WASHINGTON June 26, 2014, - A bipartisan bill introduced yesterday by Sens. Kirsten Gillibrand, D-N.Y., and Lisa Murkowski, R-Alaska, would expand the USDA Summer Nutrition Program to reach more low-income children and simplify the program’s administration.
The program provides low-income children under 18, who would normally receive free or reduced school lunch, with nutritious food during the summer.
The Summer Meals Act would allow schools with 40 percent or more students receiving free or reduced lunch to be eligible for the program. The current qualification is 50 percent.

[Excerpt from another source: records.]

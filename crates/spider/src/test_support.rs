//! In-memory stand-ins for the network, the clock and the raster.

use std::{io::Cursor, sync::Mutex, time::Duration};

use image::{ImageFormat, Rgba, RgbaImage};

use crate::{
    canvas::TimestampFont,
    error::{Result, SpiderError},
    traits::{Canvas, Fetcher, Sleeper},
    types::PixelPoint,
};

/// Records requested waits instead of sleeping
#[derive(Debug, Default)]
pub struct RecordingSleeper {
    delays: Mutex<Vec<Duration>>,
}

impl RecordingSleeper {
    pub fn delays(&self) -> Vec<Duration> {
        self.delays.lock().unwrap().clone()
    }
}

impl Sleeper for RecordingSleeper {
    fn sleep(&self, delay: Duration) {
        self.delays.lock().unwrap().push(delay);
    }
}

/// Answers every request from a routing closure and keeps the request log
pub struct ScriptedFetcher {
    requests: Mutex<Vec<String>>,
    respond: Box<dyn Fn(&str, usize) -> Result<Vec<u8>>>,
}

impl ScriptedFetcher {
    pub fn new(respond: impl Fn(&str, usize) -> Result<Vec<u8>> + 'static) -> Self {
        Self {
            requests: Mutex::new(Vec::new()),
            respond: Box::new(respond),
        }
    }

    /// Always answer with a solid PNG of the given size
    pub fn png(width: u32, height: u32) -> Self {
        let body = solid_png(width, height, Rgba([255, 255, 255, 255]));
        Self::new(move |_, _| Ok(body.clone()))
    }

    /// Always fail like an unreachable host
    pub fn unreachable() -> Self {
        Self::new(|request, _| Err(SpiderError::Fetch(format!("connection refused: {}", request))))
    }

    pub fn requests(&self) -> Vec<String> {
        self.requests.lock().unwrap().clone()
    }
}

impl Fetcher for ScriptedFetcher {
    fn fetch(&self, request: &str) -> Result<Vec<u8>> {
        let call = {
            let mut requests = self.requests.lock().unwrap();
            requests.push(request.to_string());
            requests.len() - 1
        };
        (self.respond)(request, call)
    }
}

pub fn solid_png(width: u32, height: u32, color: Rgba<u8>) -> Vec<u8> {
    let image = RgbaImage::from_pixel(width, height, color);
    let mut bytes = Cursor::new(Vec::new());
    image.write_to(&mut bytes, ImageFormat::Png).unwrap();
    bytes.into_inner()
}

pub const TEST_FONT: &str = concat!(env!("CARGO_MANIFEST_DIR"), "/testdata/DejaVuSansMono.ttf");

pub fn test_font(size: f32) -> TimestampFont {
    TimestampFont::load(TEST_FONT, size).unwrap()
}

#[derive(Debug, Clone, PartialEq)]
pub enum DrawOp {
    Outline(Vec<PixelPoint>),
    Stroke(Vec<PixelPoint>, u32),
    Circle(PixelPoint, f64),
    Text(PixelPoint, String),
}

/// Canvas that remembers every primitive instead of drawing it
#[derive(Debug, Default)]
pub struct RecordingCanvas {
    pub ops: Vec<DrawOp>,
}

impl RecordingCanvas {
    pub fn circles(&self) -> Vec<(PixelPoint, f64)> {
        self.ops
            .iter()
            .filter_map(|op| match op {
                DrawOp::Circle(center, radius) => Some((*center, *radius)),
                _ => None,
            })
            .collect()
    }

    pub fn count(&self, predicate: impl Fn(&DrawOp) -> bool) -> usize {
        self.ops.iter().filter(|op| predicate(op)).count()
    }
}

impl Canvas for RecordingCanvas {
    fn outline_ring(&mut self, ring: &[PixelPoint], _color: Rgba<u8>) {
        self.ops.push(DrawOp::Outline(ring.to_vec()));
    }

    fn stroke_path(&mut self, path: &[PixelPoint], _color: Rgba<u8>, width: u32) {
        self.ops.push(DrawOp::Stroke(path.to_vec(), width));
    }

    fn fill_circle(&mut self, center: PixelPoint, radius: f64, _color: Rgba<u8>) {
        self.ops.push(DrawOp::Circle(center, radius));
    }

    fn draw_text(&mut self, origin: PixelPoint, text: &str, _color: Rgba<u8>) -> Result<()> {
        self.ops.push(DrawOp::Text(origin, text.to_string()));
        Ok(())
    }
}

The bill would also reduce the paperwork burden for private companies who want to partner with the government to participate in the program, provide children with transportation to summer meals sites and offer an additional meal to children attending evening school programs.
A Food Research and Action Center (FRAC) summary of the legislation says it would help combat childhood obesity and create jobs through federal funding.

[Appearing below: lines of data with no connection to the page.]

pub mod style;

pub use style::{LineColor, RenderStyle};

use geo_types::{LineString, Polygon};
use image::Rgba;

use crate::{
    error::Result,
    traits::Canvas,
    transform::PixelTransform,
    types::{FeatureGeometry, PixelPoint, PixelSize},
};

/// Timestamp text is drawn in white
pub const TIMESTAMP_COLOR: Rgba<u8> = Rgba([255, 255, 255, 255]);

/// Relative position of the timestamp's top-left corner
pub const TIMESTAMP_ANCHOR: (f64, f64) = (0.36, 0.94);

/// Counts of what a render call put on the canvas
#[derive(Debug, Clone, Copy, Default, PartialEq, Eq)]
pub struct RenderStats {
    pub rings: usize,
    pub markers: usize,
}

/// Draws feature geometries onto a canvas
#[derive(Debug, Clone, Copy, Default)]
pub struct OverlayRenderer {
    style: RenderStyle,
}

impl OverlayRenderer {
    pub fn new(style: RenderStyle) -> Self {
        Self { style }
    }

    pub fn style(&self) -> &RenderStyle {
        &self.style
    }

    /// Draw `geometry` onto `canvas` using the feature's pixel transform
    pub fn render<C: Canvas + ?Sized>(
        &self,
        canvas: &mut C,
        geometry: &FeatureGeometry,
        transform: &PixelTransform,
    ) -> RenderStats {
        let mut stats = RenderStats::default();

        match geometry {
            FeatureGeometry::Point(point) => {
                let center = transform.to_pixel(point.0);
                canvas.fill_circle(center, RenderStyle::POINT_RADIUS, self.style.color());
                stats.markers += 1;
            }
            FeatureGeometry::Polygon(polygon) => {
                for ring in rings_holes_first(polygon) {
                    self.outlined_ring(canvas, &transform.ring_to_pixels(ring), &mut stats);
                }
            }
            FeatureGeometry::MultiPolygon(multi) => {
                // Parts are stroked without the 1 px outline
                for part in &multi.0 {
                    let part_rings = std::iter::once(part.exterior()).chain(part.interiors());
                    for ring in part_rings {
                        self.stroked_ring(canvas, &transform.ring_to_pixels(ring), &mut stats);
                    }
                }
            }
        }

        stats
    }

    /// Draw a line of timestamp text near the bottom of an image of `size`
    pub fn draw_timestamp<C: Canvas + ?Sized>(
        &self,
        canvas: &mut C,
        text: &str,
        size: PixelSize,
    ) -> Result<()> {
        let origin = PixelPoint::new(
            TIMESTAMP_ANCHOR.0 * f64::from(size.width),
            TIMESTAMP_ANCHOR.1 * f64::from(size.height),
        );
        canvas.draw_text(origin, text, TIMESTAMP_COLOR)
    }

    fn outlined_ring<C: Canvas + ?Sized>(
        &self,
        canvas: &mut C,
        ring: &[PixelPoint],
        stats: &mut RenderStats,
    ) {
        canvas.outline_ring(ring, self.style.color());
        self.stroked_ring(canvas, ring, stats);
    }

    fn stroked_ring<C: Canvas + ?Sized>(
        &self,
        canvas: &mut C,
        ring: &[PixelPoint],
        stats: &mut RenderStats,
    ) {
        let color = self.style.color();
        canvas.stroke_path(ring, color, self.style.line_width);
        for &vertex in ring {
            canvas.fill_circle(vertex, self.style.vertex_radius(), color);
        }
        stats.rings += 1;
        stats.markers += ring.len();
    }
}

/// Interior rings in order, then the exterior ring
fn rings_holes_first(polygon: &Polygon<f64>) -> impl Iterator<Item = &LineString<f64>> {
    polygon.interiors().iter().chain(std::iter::once(polygon.exterior()))
}
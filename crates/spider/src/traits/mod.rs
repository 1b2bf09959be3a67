use std::time::Duration;

use image::Rgba;
use crate::{error::Result, types::{Feature, PixelPoint}};

/// Trait for remote services that answer a request string with raw bytes
pub trait Fetcher {
    /// Perform one request; no retrying happens at this level
    fn fetch(&self, request: &str) -> Result<Vec<u8>>;
}

/// Trait for blocking waits between retry attempts
pub trait Sleeper {
    fn sleep(&self, delay: Duration);
}

/// Trait for vector datasets that can be read feature by feature
pub trait VectorSource {
    /// Number of features in the dataset
    fn feature_count(&self) -> usize;

    /// Read the feature at `index` (0-based, source order)
    fn feature_at(&self, index: usize) -> Result<Feature>;
}

/// Trait for drawing surfaces the overlay renderer paints on
pub trait Canvas {
    /// Draw a 1 px closed outline through every vertex of `ring`
    fn outline_ring(&mut self, ring: &[PixelPoint], color: Rgba<u8>);

    /// Draw a connected line through `path` with the given stroke width
    fn stroke_path(&mut self, path: &[PixelPoint], color: Rgba<u8>, width: u32);

    /// Draw a filled circle
    fn fill_circle(&mut self, center: PixelPoint, radius: f64, color: Rgba<u8>);

    /// Draw a line of text with its top-left corner at `origin`
    fn draw_text(&mut self, origin: PixelPoint, text: &str, color: Rgba<u8>) -> Result<()>;
}
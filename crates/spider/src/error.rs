use thiserror::Error;

#[derive(Error, Debug)]
pub enum SpiderError {
    #[error("{message} (gave up after {attempts} attempts)")]
    TransientFetch { attempts: u32, message: String },

    #[error("Fetch failed: {0}")]
    Fetch(String),

    #[error("Malformed geometry: {0}")]
    MalformedGeometry(String),

    #[error("Unsupported geometry type: {0}")]
    UnsupportedGeometry(String),

    #[error("Invalid configuration: {0}")]
    Configuration(String),

    #[error("Invalid request template: {0}")]
    Template(String),

    #[error("Failed to load font: {0}")]
    Font(String),

    #[error("Image error: {0}")]
    Image(#[from] image::ImageError),

    #[error("IO error: {0}")]
    Io(#[from] std::io::Error),

    #[error("GeoJSON error: {0}")]
    GeoJson(#[from] geojson::Error),

    #[error("Serialization error: {0}")]
    Serialization(#[from] serde_json::Error),

    #[error("TOML error: {0}")]
    TomlDe(#[from] toml::de::Error),
}

pub type Result<T> = std::result::Result<T, SpiderError>;
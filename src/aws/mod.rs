//! AWS service clients: Comprehend, Bedrock runtime and SNS.
//!
//! All three speak plain HTTPS through [`AwsClient`], which signs requests
//! with Signature Version 4.

pub mod bedrock;
pub mod client;
pub mod comprehend;
pub mod credentials;
pub mod sigv4;
pub mod sns;

pub use bedrock::BedrockClient;
pub use client::{AwsClient, AwsResponse};
pub use comprehend::ComprehendClient;
pub use credentials::AwsCredentials;
pub use sns::SnsClient;

/// Default HTTPS endpoint for `prefix` (e.g. `comprehend`) in `region`.
pub fn regional_endpoint(prefix: &str, region: &str) -> String {
    format!("https://{prefix}.{region}.amazonaws.com")
}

According to a FRAC report, 2013 saw the first major increase in the number of low-income children receiving summer meals in 10 years. In July 2013, the USDA Summer Nutrition Program served lunch to nearly 3 million children daily, according to the report.

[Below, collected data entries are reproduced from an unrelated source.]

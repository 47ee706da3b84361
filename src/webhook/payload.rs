//! JSON payload parsing for issue-comment webhooks.
//!
//! Every field the pipeline relies on is optional at the serde level and
//! validated explicitly afterwards, so a malformed delivery is reported with
//! the path of the first missing field instead of a serde position.

use serde::Deserialize;
use serde_json::Value;

use crate::error::PayloadError;
use crate::webhook::types::{Attachment, Comment, IssueEvent, UNASSIGNED, WebhookEvent};

#[derive(Debug, Deserialize)]
struct RawPayload {
    issue: Option<RawIssue>,
    comment: Option<RawComment>,
}

#[derive(Debug, Deserialize)]
struct RawIssue {
    key: Option<String>,
    fields: Option<RawFields>,
}

#[derive(Debug, Deserialize)]
struct RawFields {
    project: Option<RawProject>,
    reporter: Option<RawUser>,
    #[serde(default)]
    assignee: Option<RawUser>,
    #[serde(default)]
    attachment: Option<Vec<RawAttachment>>,
}

#[derive(Debug, Deserialize)]
struct RawProject {
    key: Option<String>,
}

#[derive(Debug, Deserialize)]
#[serde(rename_all = "camelCase")]
struct RawUser {
    display_name: Option<String>,
}

#[derive(Debug, Deserialize)]
struct RawAttachment {
    id: Option<Value>,
    filename: Option<String>,
}

#[derive(Debug, Deserialize)]
struct RawComment {
    id: Option<Value>,
    body: Option<String>,
}

fn required<T>(value: Option<T>, path: &str) -> Result<T, PayloadError> {
    value.ok_or_else(|| PayloadError::MissingField(path.to_string()))
}

/// Ids arrive as strings from Jira Cloud and as numbers from some proxies.
fn id_to_string(value: Option<Value>) -> Option<String> {
    match value? {
        Value::String(s) => Some(s),
        Value::Number(n) => Some(n.to_string()),
        _ => None,
    }
}

/// Parse a webhook body into a [`WebhookEvent`].
pub fn parse_webhook(body: &[u8]) -> Result<WebhookEvent, PayloadError> {
    let raw: RawPayload =
        serde_json::from_slice(body).map_err(|e| PayloadError::InvalidJson(e.to_string()))?;

    let issue = required(raw.issue, "issue")?;
    let issue_key = required(issue.key, "issue.key")?;
    let fields = required(issue.fields, "issue.fields")?;
    let project = required(fields.project, "issue.fields.project")?;
    let project_key = required(project.key, "issue.fields.project.key")?;
    let reporter = required(fields.reporter, "issue.fields.reporter")?;
    let reporter_name = required(reporter.display_name, "issue.fields.reporter.displayName")?;
    let assignee_name = fields
        .assignee
        .and_then(|a| a.display_name)
        .unwrap_or_else(|| UNASSIGNED.to_string());

    // Attachments without a filename cannot match anything; drop them.
    let attachments = fields
        .attachment
        .unwrap_or_default()
        .into_iter()
        .filter_map(|a| {
            Some(Attachment {
                id: id_to_string(a.id)?,
                filename: a.filename?,
            })
        })
        .collect();

    let comment = required(raw.comment, "comment")?;
    let comment_id = required(id_to_string(comment.id), "comment.id")?;
    let raw_body = required(comment.body, "comment.body")?;

    Ok(WebhookEvent {
        issue: IssueEvent {
            project_key,
            issue_key,
            reporter_name,
            assignee_name,
        },
        comment: Comment {
            id: comment_id,
            raw_body,
        },
        attachments,
    })
}

#[cfg(test)]
mod tests {
    use super::*;

    fn full_payload() -> serde_json::Value {
        serde_json::json!({
            "webhookEvent": "comment_created",
            "issue": {
                "key": "OPS-12",
                "fields": {
                    "project": {"key": "OPS"},
                    "reporter": {"displayName": "Dana Reporter"},
                    "assignee": {"displayName": "Sam Assignee"},
                    "attachment": [
                        {"id": "10001", "filename": "trace.log"},
                        {"id": "10004", "filename": "screenshot.png"}
                    ]
                }
            },
            "comment": {"id": "20931", "body": "This is still broken."}
        })
    }

    #[test]
    fn parses_full_payload() {
        let body = serde_json::to_vec(&full_payload()).unwrap();
        let event = parse_webhook(&body).unwrap();

        assert_eq!(event.issue.project_key, "OPS");
        assert_eq!(event.issue.issue_key, "OPS-12");
        assert_eq!(event.issue.reporter_name, "Dana Reporter");
        assert_eq!(event.issue.assignee_name, "Sam Assignee");
        assert_eq!(event.comment.id, "20931");
        assert_eq!(event.comment.raw_body, "This is still broken.");
        assert_eq!(event.attachments.len(), 2);
        assert_eq!(
            event.latest_attachment().map(|a| a.filename.as_str()),
            Some("screenshot.png")
        );
    }

    #[test]
    fn null_assignee_defaults_to_unassigned() {
        let mut payload = full_payload();
        payload["issue"]["fields"]["assignee"] = serde_json::Value::Null;
        let event = parse_webhook(&serde_json::to_vec(&payload).unwrap()).unwrap();
        assert_eq!(event.issue.assignee_name, UNASSIGNED);
    }

    #[test]
    fn null_attachment_list_is_empty() {
        let mut payload = full_payload();
        payload["issue"]["fields"]["attachment"] = serde_json::Value::Null;
        let event = parse_webhook(&serde_json::to_vec(&payload).unwrap()).unwrap();
        assert!(event.attachments.is_empty());
        assert!(event.latest_attachment().is_none());
    }

    #[test]
    fn numeric_ids_are_accepted() {
        let mut payload = full_payload();
        payload["comment"]["id"] = serde_json::json!(20931);
        payload["issue"]["fields"]["attachment"] = serde_json::json!([{"id": 5, "filename": "a.txt"}]);
        let event = parse_webhook(&serde_json::to_vec(&payload).unwrap()).unwrap();
        assert_eq!(event.comment.id, "20931");
        assert_eq!(event.attachments[0].id, "5");
    }

    #[test]
    fn missing_reporter_is_reported_with_path() {
        let mut payload = full_payload();
        payload["issue"]["fields"]
            .as_object_mut()
            .unwrap()
            .remove("reporter");
        let err = parse_webhook(&serde_json::to_vec(&payload).unwrap()).unwrap_err();
        assert!(matches!(err, PayloadError::MissingField(ref p) if p == "issue.fields.reporter"));
    }

    #[test]
    fn missing_comment_body_is_reported() {
        let mut payload = full_payload();
        payload["comment"].as_object_mut().unwrap().remove("body");
        let err = parse_webhook(&serde_json::to_vec(&payload).unwrap()).unwrap_err();
        assert!(matches!(err, PayloadError::MissingField(ref p) if p == "comment.body"));
    }

    #[test]
    fn invalid_json_is_rejected() {
        let err = parse_webhook(b"{not json").unwrap_err();
        assert!(matches!(err, PayloadError::InvalidJson(_)));
    }
}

“Many children receive their only meal at school during the year, and when school is out for the summer, they go hungry,” said Gillibrand in a press release. “The bipartisan Summer Meals Act would help combat this problem by strengthening the USDA Summer Nutrition Program to help more children across America access quality meals during the summer months.”
Reps. Don Young, R-Alaska., and Rick Larsen D-Wash., will sponsor a similar bill in the House.
The bill is endorsed by more than 40 organizations including Feeding America, the American Heart Association and National Farm to School Network.